The first thing is that creation has a destination. It’s not, as some civilisations have believed, endlessly circular. It is not, as our cosmologists might tell us, ultimately futile, doomed eventually to an end – by fire or ice – which no life could survive on this planet or any other. No. The universe as we know it is heading towards God’s new creation.
And this makes God’s coming in Christ, that birth at Bethlehem, not simply a random point in the billions of years of creation so far, but a key moment, a turning point, in a continuing story.
But there is something else. The God of that first coming at Bethlehem and the God of the second coming are the same God. That baby is sovereign Lord of the universe, the God of justice and righteousness. One thing that happens in ordinary human justice, the kind we see in our law courts, is that light is thrown on what has happened.

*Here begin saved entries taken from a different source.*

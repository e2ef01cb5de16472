//! Authentication middleware
//!
//! Axum middleware guarding every route except signup, login and health.

use axum::{
    extract::{Request, State},
    middleware::Next,
    response::Response,
};

use crate::AppError;
use crate::auth::{CurrentUser, TokenType};
use crate::core::ServerState;
use crate::security_log;

/// Header carrying the access token
pub const TOKEN_HEADER: &str = "token";

/// Require a valid access token in the `token` header.
///
/// On success the decoded [`CurrentUser`] is inserted into the request
/// extensions, and into the response extensions on the way out.
///
/// | Failure | Response |
/// |---------|----------|
/// | header missing | 401 NotAuthenticated |
/// | expired | 401 TokenExpired |
/// | bad signature | 401 TokenInvalid |
/// | refresh token | 401 TokenInvalid |
/// | undecodable | 401 TokenMalformed |
pub async fn require_auth(
    State(state): State<ServerState>,
    mut req: Request,
    next: Next,
) -> Result<Response, AppError> {
    // CORS preflight
    if req.method() == http::Method::OPTIONS {
        return Ok(next.run(req).await);
    }

    let token = match req.headers().get(TOKEN_HEADER).and_then(|h| h.to_str().ok()) {
        Some(token) if !token.is_empty() => token,
        _ => {
            security_log!(WARN, "auth_missing", uri = %req.uri());
            return Err(AppError::not_authenticated());
        }
    };

    match state.jwt_service().validate_token(token) {
        Ok(claims) if claims.token_type != TokenType::Access => {
            security_log!(WARN, "auth_wrong_token_type", uid = %claims.uid, uri = %req.uri());
            Err(AppError::invalid_token("refresh token cannot be used for access"))
        }
        Ok(claims) => {
            let user = CurrentUser::from(claims);
            req.extensions_mut().insert(user.clone());
            let mut response = next.run(req).await;
            // lets the outer request log see the caller
            response.extensions_mut().insert(user);
            Ok(response)
        }
        Err(e) => {
            security_log!(WARN, "auth_failed", error = %e, uri = %req.uri());
            Err(e.into())
        }
    }
}
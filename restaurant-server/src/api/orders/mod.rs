//! Order API

mod handler;

use axum::{Router, routing::get};

use crate::core::ServerState;

pub fn router() -> Router<ServerState> {
    Router::new()
        .route("/orders", get(handler::list).post(handler::create))
        .route("/orders/{id}", get(handler::get_by_id).patch(handler::update))
}
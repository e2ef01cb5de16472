//! Order Model

use serde::{Deserialize, Serialize};
use validator::Validate;

/// Order entity, placed at a dining table
#[derive(Debug, Clone, Default, PartialEq, Serialize, Deserialize)]
#[serde(default)]
pub struct Order {
    pub order_id: String,
    pub order_date: i64,
    pub table_id: String,
    pub created_at: i64,
    pub updated_at: i64,
}

/// Create order payload
#[derive(Debug, Clone, Serialize, Deserialize, Validate)]
pub struct OrderCreate {
    /// Defaults to the creation time
    #[serde(default)]
    pub order_date: Option<i64>,
    #[validate(length(min = 1))]
    pub table_id: String,
}

/// Update order payload
#[derive(Debug, Clone, Default, Serialize, Deserialize, Validate)]
pub struct OrderUpdate {
    #[serde(skip_serializing_if = "Option::is_none")]
    pub order_date: Option<i64>,
    #[serde(skip_serializing_if = "Option::is_none")]
    #[validate(length(min = 1))]
    pub table_id: Option<String>,
}
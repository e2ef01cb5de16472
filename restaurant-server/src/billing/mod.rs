//! Order billing
//!
//! Joins the items of one order with their food, order and table records
//! and folds them into per-order totals. The pipeline is a fixed sequence:
//!
//! 1. filter items by `order_id`
//! 2. left-join food on `food_id`
//! 3. left-join order on `order_id` (for `table_id`)
//! 4. left-join table on `table_id` (for `table_number`)
//! 5. project a [`BillingLine`] per item
//! 6. group by `(order_id, table_id, table_number)`, summing `unit_price`
//!    and counting items
//! 7. emit one [`OrderBilling`] per group
//!
//! Missing joins never fail; they leave the projected fields `None`.

use crate::db::DbService;
use crate::db::repository::{
    DiningTableRepository, FoodRepository, OrderItemRepository, OrderRepository, RepoError,
    RepoResult,
};
use crate::money::{MoneyError, sum_money};
use shared::models::{BillingLine, DiningTable, Food, Order, OrderBilling, OrderItem};
use std::collections::HashMap;
use thiserror::Error;

#[derive(Debug, Error, PartialEq)]
pub enum BillingError {
    #[error("order {0} has no items")]
    NoItemsForOrder(String),

    #[error("cannot total order: {0}")]
    Money(#[from] MoneyError),
}

type GroupKey = (String, Option<String>, Option<i32>);

/// Run the billing pipeline over already-fetched records.
///
/// Fails only when a group's total cannot be represented.
pub fn aggregate(
    order_id: &str,
    items: &[OrderItem],
    foods: &HashMap<String, Food>,
    orders: &HashMap<String, Order>,
    tables: &HashMap<String, DiningTable>,
) -> Result<Vec<OrderBilling>, BillingError> {
    let lines = items
        .iter()
        .filter(|item| item.order_id == order_id)
        .map(|item| {
            let food = foods.get(&item.food_id);
            let order = orders.get(&item.order_id);
            let table = order.and_then(|o| tables.get(&o.table_id));
            BillingLine {
                food_name: food.map(|f| f.name.clone()),
                food_image: food.map(|f| f.food_image.clone()),
                unit_price: item.unit_price,
                table_number: table.map(|t| t.table_number),
                table_id: order.map(|o| o.table_id.clone()),
                order_id: item.order_id.clone(),
                quantity: item.quantity,
            }
        });

    let mut groups: Vec<(GroupKey, Vec<BillingLine>)> = Vec::new();
    let mut index: HashMap<GroupKey, usize> = HashMap::new();
    for line in lines {
        let key = (line.order_id.clone(), line.table_id.clone(), line.table_number);
        match index.get(&key) {
            Some(&slot) => groups[slot].1.push(line),
            None => {
                index.insert(key.clone(), groups.len());
                groups.push((key, vec![line]));
            }
        }
    }

    groups
        .into_iter()
        .map(|((_, _, table_number), order_items)| -> Result<OrderBilling, BillingError> {
            Ok(OrderBilling {
                payment_due: sum_money(order_items.iter().map(|l| l.unit_price))?,
                total_count: order_items.len(),
                table_number,
                order_items,
            })
        })
        .collect()
}

/// First billing group, or `NoItemsForOrder` when the order has no items
pub fn first_billing(
    order_id: &str,
    billings: Vec<OrderBilling>,
) -> Result<OrderBilling, BillingError> {
    billings
        .into_iter()
        .next()
        .ok_or_else(|| BillingError::NoItemsForOrder(order_id.to_string()))
}

/// Fetch everything the pipeline needs for `order_id` and run it
pub async fn compute_order_billing(db: &DbService, order_id: &str) -> RepoResult<Vec<OrderBilling>> {
    let items = OrderItemRepository::new(db).find_by_order(order_id).await?;
    if items.is_empty() {
        return Ok(Vec::new());
    }

    let mut food_ids: Vec<String> = items.iter().map(|i| i.food_id.clone()).collect();
    food_ids.sort();
    food_ids.dedup();
    let foods: HashMap<String, Food> = FoodRepository::new(db)
        .find_by_ids(food_ids)
        .await?
        .into_iter()
        .map(|f| (f.food_id.clone(), f))
        .collect();

    let mut orders = HashMap::new();
    let mut tables = HashMap::new();
    if let Some(order) = OrderRepository::new(db).find_by_id(order_id).await? {
        if let Some(table) = DiningTableRepository::new(db)
            .find_by_id(&order.table_id)
            .await?
        {
            tables.insert(table.table_id.clone(), table);
        }
        orders.insert(order.order_id.clone(), order);
    }

    aggregate(order_id, &items, &foods, &orders, &tables).map_err(RepoError::from)
}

And now here before us in Bethlehem is, as John says, the true light of the world. In him and what he does for us, what he gives up for our sake, we see our own shabby motives and actions – and we all have them somewhere – fully exposed. And it’s only when this happens, when we know our own need, that we can seek and find God’s help to change.
But another important thing that judgement and justice do is to put things right. In our own human courts, a good judge will restore property to its rightful owners, the people who have been cheated and oppressed will have their rights, and so on. We cherish the words of the Magnificat about putting down the mighty from their seat and exalting the humble and meek. That justice is what we are promised, that is what we look to in that final judgement.

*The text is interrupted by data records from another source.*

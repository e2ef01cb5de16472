//! Food API Handlers

use axum::{
    Json,
    extract::{Path, Query, State},
    http::StatusCode,
};
use shared::models::{Food, FoodCreate, FoodUpdate};

use crate::auth::CurrentUser;
use crate::core::ServerState;
use crate::utils::{AppError, AppResult, ErrorCode, ListQuery, ValidatedJson};

/// GET /foods
pub async fn list(
    State(state): State<ServerState>,
    Query(query): Query<ListQuery>,
) -> AppResult<Json<Vec<Food>>> {
    let foods = state.foods().find_all(query.pagination().as_ref()).await?;
    Ok(Json(foods))
}

/// GET /foods/{id}
pub async fn get_by_id(
    State(state): State<ServerState>,
    Path(id): Path<String>,
) -> AppResult<Json<Food>> {
    let food = state
        .foods()
        .find_by_id(&id)
        .await?
        .ok_or_else(|| AppError::new(ErrorCode::FoodNotFound).with_detail("id", id))?;
    Ok(Json(food))
}

/// POST /foods
pub async fn create(
    State(state): State<ServerState>,
    user: CurrentUser,
    ValidatedJson(payload): ValidatedJson<FoodCreate>,
) -> AppResult<(StatusCode, Json<Food>)> {
    let food = state.foods().create(payload).await?;
    tracing::info!(food_id = %food.food_id, menu_id = %food.menu_id, by = %user.uid, "Food created");
    Ok((StatusCode::CREATED, Json(food)))
}

/// PATCH /foods/{id}
pub async fn update(
    State(state): State<ServerState>,
    Path(id): Path<String>,
    ValidatedJson(payload): ValidatedJson<FoodUpdate>,
) -> AppResult<Json<Food>> {
    let food = state.foods().update(&id, payload).await?;
    Ok(Json(food))
}
//! Menu Model

use serde::{Deserialize, Serialize};
use validator::{Validate, ValidationError};

/// Menu entity
///
/// `start_date`/`end_date` bound the window in which the menu is offered.
#[derive(Debug, Clone, Default, PartialEq, Serialize, Deserialize)]
#[serde(default)]
pub struct Menu {
    pub menu_id: String,
    pub name: String,
    pub category: String,
    pub start_date: Option<i64>,
    pub end_date: Option<i64>,
    pub created_at: i64,
    pub updated_at: i64,
}

/// Create menu payload
#[derive(Debug, Clone, Serialize, Deserialize, Validate)]
#[validate(schema(function = "validate_menu_window"))]
pub struct MenuCreate {
    #[validate(length(min = 1, max = 100))]
    pub name: String,
    #[validate(length(min = 1, max = 100))]
    pub category: String,
    pub start_date: Option<i64>,
    pub end_date: Option<i64>,
}

/// Update menu payload
#[derive(Debug, Clone, Default, Serialize, Deserialize, Validate)]
pub struct MenuUpdate {
    #[serde(skip_serializing_if = "Option::is_none")]
    #[validate(length(min = 1, max = 100))]
    pub name: Option<String>,
    #[serde(skip_serializing_if = "Option::is_none")]
    #[validate(length(min = 1, max = 100))]
    pub category: Option<String>,
    #[serde(skip_serializing_if = "Option::is_none")]
    pub start_date: Option<i64>,
    #[serde(skip_serializing_if = "Option::is_none")]
    pub end_date: Option<i64>,
}

fn validate_menu_window(menu: &MenuCreate) -> Result<(), ValidationError> {
    match (menu.start_date, menu.end_date) {
        (Some(start), Some(end)) if end <= start => {
            let mut err = ValidationError::new("menu_window");
            err.message = Some("end_date must be after start_date".into());
            Err(err)
        }
        _ => Ok(()),
    }
}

But the snag is that we know that none of us appears at that final judgement with a cast iron case in our own right. The light exposes something in each of us. But let me say again, the God of the first coming and the God of the second coming are the same God, the same Christ. The God who will renew creation is the one who loved us enough to become one of the weakest on earth, eventually to die a painful death for us, and along the way to talk again and again about mercy and love for those who may have felt themselves furthest from those things. That is who we will meet when he comes to make all things right and new.
The God who will renew creation is the one who loved us enough to become one of the weakest on earth.
And one more thing about this great renewal of creation. If we, if you and I, matter to God now, as I believe we do, then can we ever cease to matter to him? When he eventually calls time on this created world, whenever that happens, in whatever way it happens, our own lives will not be doomed to futility. Surely there will be a place for us, transformed like the rest of creation, in that new world we can scarcely imagine. He has both the love and the power to do this.
And that is why that second coming, the last judgement, the day of the Lord, with all the strange words and pictures that surround it, is part, not of our fear, but of our Advent hope, yours and mine. Come, Lord Jesus. Amen.